Copy each line in the data that includes the word "impl".
[Opening Data for review section]
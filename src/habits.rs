use chrono::NaiveDate;
use serde::{Deserialize, Serialize};
use std::{collections::BTreeMap, fmt, str::FromStr};
use thiserror::Error;

/// One of the five tracked habits. Declaration order is display order.
#[derive(Debug, Clone, Copy, PartialEq, Eq, PartialOrd, Ord, Hash, Serialize, Deserialize)]
#[serde(rename_all = "lowercase")]
pub enum HabitId {
    Middle,
    Index,
    Thumb,
    Ring,
    Pinky,
}

impl HabitId {
    pub const ALL: [HabitId; 5] = [
        HabitId::Middle,
        HabitId::Index,
        HabitId::Thumb,
        HabitId::Ring,
        HabitId::Pinky,
    ];

    pub fn as_str(self) -> &'static str {
        match self {
            HabitId::Middle => "middle",
            HabitId::Index => "index",
            HabitId::Thumb => "thumb",
            HabitId::Ring => "ring",
            HabitId::Pinky => "pinky",
        }
    }

    /// Capitalized form used in page headings.
    pub fn label(self) -> String {
        let name = self.as_str();
        let mut chars = name.chars();
        match chars.next() {
            Some(first) => first.to_ascii_uppercase().to_string() + chars.as_str(),
            None => String::new(),
        }
    }
}

impl fmt::Display for HabitId {
    fn fmt(&self, f: &mut fmt::Formatter<'_>) -> fmt::Result {
        f.write_str(self.as_str())
    }
}

#[derive(Debug, Clone, PartialEq, Eq, Error)]
#[error("unknown habit '{0}'")]
pub struct UnknownHabit(pub String);

impl FromStr for HabitId {
    type Err = UnknownHabit;

    fn from_str(value: &str) -> Result<Self, Self::Err> {
        HabitId::ALL
            .into_iter()
            .find(|habit| habit.as_str() == value)
            .ok_or_else(|| UnknownHabit(value.to_string()))
    }
}

#[derive(Debug, Clone, PartialEq, Eq, Default, Serialize, Deserialize)]
pub struct HabitDefinition {
    #[serde(default)]
    pub tasks: Vec<String>,
    #[serde(default)]
    pub principles: Vec<String>,
    #[serde(default)]
    pub challenges: Vec<String>,
}

/// The per-user container stored under `habitMetadata`.
pub type HabitMetadata = BTreeMap<HabitId, HabitDefinition>;

pub const METADATA_FIELD: &str = "habitMetadata";

/// Five empty definitions, written when a user has no container yet.
pub fn default_metadata() -> HabitMetadata {
    HabitId::ALL
        .into_iter()
        .map(|habit| (habit, HabitDefinition::default()))
        .collect()
}

/// Top-level completion for one calendar day. Missing keys read as false.
#[derive(Debug, Clone, PartialEq, Eq, Default, Serialize, Deserialize)]
pub struct CompletionRecord(pub BTreeMap<HabitId, bool>);

impl CompletionRecord {
    pub fn is_done(&self, habit: HabitId) -> bool {
        self.0.get(&habit).copied().unwrap_or(false)
    }

    pub fn done_count(&self) -> usize {
        HabitId::ALL
            .into_iter()
            .filter(|habit| self.is_done(*habit))
            .count()
    }

    /// Reads a stored day document leniently: non-boolean values and unknown
    /// keys are ignored.
    pub fn from_document(value: &serde_json::Value) -> Self {
        let mut record = BTreeMap::new();
        if let Some(fields) = value.as_object() {
            for (key, field) in fields {
                if let (Ok(habit), Some(done)) = (key.parse::<HabitId>(), field.as_bool()) {
                    record.insert(habit, done);
                }
            }
        }
        CompletionRecord(record)
    }
}

pub fn date_key(date: NaiveDate) -> String {
    date.format("%Y-%m-%d").to_string()
}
[Closing Data for review section]
Solution for this exercise:
impl HabitId {
impl fmt::Display for HabitId {
impl FromStr for HabitId {
impl CompletionRecord {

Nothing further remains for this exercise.